The Blechs will start with that name. They will use it, shares of
stock and personal charm to recruit top cancer doctors to jobs and board
positions. And, they dream, they will all get rich in the nascent
biotechnology boom of the 1980s.
AT A KITCHEN TABLE in a quiet house in rural Heflin, Ala., five years
later:
Becky Wright, a 36-year-old housewife and mother of three, sits with
her husband, Pete, owner of the local drugstore. Their talk is not about
dreams, but a nightmare: Becky has leukemia.

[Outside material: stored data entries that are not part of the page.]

//! Listening side of the IPC transport.
//!
//! One server publishes one endpoint name and accepts any number of
//! sequential connections on it. Each accepted stream becomes a paused
//! [`Channel`] handed to the [`ServerDelegate`].

use std::process;
use std::sync::atomic::{AtomicU64, Ordering};

use tokio::sync::mpsc;
use tokio_util::sync::CancellationToken;
use tracing::{debug, error, info};
use uuid::Uuid;

use crate::error::HostError;
use crate::ipc::channel::Channel;
use crate::ipc::endpoint;

static UNIQUE_COUNTER: AtomicU64 = AtomicU64::new(0);

/// Receives accepted channels. Runs on the server's accept task.
pub trait ServerDelegate: Send {
    fn on_server_connection(&mut self, channel: Channel);
    /// The endpoint could not be re-armed; no more connections follow.
    fn on_server_error(&mut self);
}

#[derive(Debug)]
pub enum ServerEvent {
    Connection(Channel),
    Error,
}

impl ServerDelegate for mpsc::UnboundedSender<ServerEvent> {
    fn on_server_connection(&mut self, channel: Channel) {
        let _ = self.send(ServerEvent::Connection(channel));
    }

    fn on_server_error(&mut self) {
        let _ = self.send(ServerEvent::Error);
    }
}

#[derive(Debug, Default)]
pub struct Server {
    shutdown: Option<CancellationToken>,
    #[cfg(unix)]
    socket_path: Option<std::path::PathBuf>,
}

impl Server {
    pub fn new() -> Self {
        Self::default()
    }

    /// Endpoint id unique per call: process id, a per-process counter and
    /// a random UUID.
    pub fn create_unique_id() -> String {
        let counter = UNIQUE_COUNTER.fetch_add(1, Ordering::Relaxed);
        format!("{}.{}.{}", process::id(), counter, Uuid::new_v4().simple())
    }

    pub fn is_started(&self) -> bool {
        self.shutdown.is_some()
    }

    /// Publish `channel_id` and start accepting. Creating the endpoint is
    /// synchronous; failure here is returned instead of reported to the
    /// delegate. Must be called inside a Tokio runtime.
    pub fn start(
        &mut self,
        channel_id: &str,
        delegate: impl ServerDelegate + 'static,
    ) -> Result<(), HostError> {
        if self.is_started() {
            return Err(HostError::AlreadyStarted);
        }

        let name = endpoint::channel_name(channel_id)?;
        let shutdown = CancellationToken::new();

        #[cfg(unix)]
        {
            use std::os::unix::fs::PermissionsExt;

            let listener = tokio::net::UnixListener::bind(&name)?;
            // Only the owning user may connect.
            if let Err(err) = std::fs::set_permissions(&name, std::fs::Permissions::from_mode(0o600)) {
                let _ = std::fs::remove_file(&name);
                return Err(err.into());
            }
            self.socket_path = Some(std::path::PathBuf::from(&name));
            tokio::spawn(accept_loop(listener, delegate, shutdown.clone()));
        }

        #[cfg(target_os = "windows")]
        {
            let first = endpoint::create_pipe_instance(&name, true)?;
            tokio::spawn(accept_loop(name.clone(), first, delegate, shutdown.clone()));
        }

        info!(endpoint = %name, "server listening");
        self.shutdown = Some(shutdown);
        Ok(())
    }

    /// Stop accepting. Channels already handed out keep running.
    pub fn stop(&mut self) {
        if let Some(shutdown) = self.shutdown.take() {
            shutdown.cancel();
            debug!("server stopped");
        }

        #[cfg(unix)]
        {
            if let Some(path) = self.socket_path.take() {
                let _ = std::fs::remove_file(path);
            }
        }
    }
}

impl Drop for Server {
    fn drop(&mut self) {
        self.stop();
    }
}

#[cfg(unix)]
async fn accept_loop(
    listener: tokio::net::UnixListener,
    mut delegate: impl ServerDelegate,
    shutdown: CancellationToken,
) {
    loop {
        let accepted = tokio::select! {
            _ = shutdown.cancelled() => return,
            accepted = listener.accept() => accepted,
        };

        match accepted {
            Ok((stream, _)) => {
                let peer = endpoint::unix_peer_identity(&stream);
                debug!(?peer, "connection accepted");
                delegate.on_server_connection(Channel::from_stream(stream, peer));
            }
            Err(err) => {
                error!(error = %err, "accept failed; server is inert");
                delegate.on_server_error();
                return;
            }
        }
    }
}

#[cfg(target_os = "windows")]
async fn accept_loop(
    name: String,
    mut pipe: tokio::net::windows::named_pipe::NamedPipeServer,
    mut delegate: impl ServerDelegate,
    shutdown: CancellationToken,
) {
    use std::os::windows::io::AsRawHandle;
    use windows::Win32::Foundation::HANDLE;

    loop {
        let connected = tokio::select! {
            _ = shutdown.cancelled() => return,
            connected = pipe.connect() => connected,
        };

        if let Err(err) = connected {
            error!(error = %err, "pipe connect failed; server is inert");
            delegate.on_server_error();
            return;
        }

        // Re-arm before handing out the connected instance so the name
        // stays published.
        let next = endpoint::create_pipe_instance(&name, false);

        let peer = endpoint::pipe_peer_identity(HANDLE(pipe.as_raw_handle()), true);
        debug!(?peer, "connection accepted");

        match next {
            Ok(next) => {
                let accepted = std::mem::replace(&mut pipe, next);
                delegate.on_server_connection(Channel::from_stream(accepted, peer));
            }
            Err(err) => {
                delegate.on_server_connection(Channel::from_stream(pipe, peer));
                error!(error = %err, "cannot re-arm pipe; server is inert");
                delegate.on_server_error();
                return;
            }
        }
    }
}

Pete has searched for the best place in the world to take his wife for
treatment. His choice: the Fred Hutchinson Cancer Research Center in
faraway Seattle.
They are hopeful. "The Hutch" is the pioneering institution
in transplanting bone marrow - by then a proven treatment for the type of
leukemia Becky Wright has - and she is the perfect candidate, with a
donor sister whose marrow matches hers.
Doctors tell the Wrights that with a standard transplant, chances are
good that Becky will live to see her youngest, a 5-year-old girl, grow
up.
But when the couple travels to Seattle in 1985, Becky is not given a
standard transplant.
Instead, she is thrust, unwittingly, into a world where the quest for
cure gets tangled in the pursuit of fame and fortune. The world of David
Blech.
At the urging of her Hutchinson Center doctors, Becky Wright joins an
experiment in which eight manmade proteins are added to her sister's bone
marrow before it is transplanted.
Some of those proteins belong to a Seattle biotech company - a company
named Genetic Systems.
Some of Wright's doctors at The Hutch were among David Blech's
recruits. The doctors - and The Hutch itself - had financial ties to the
company Blech and his family had invented in their Flatbush flat.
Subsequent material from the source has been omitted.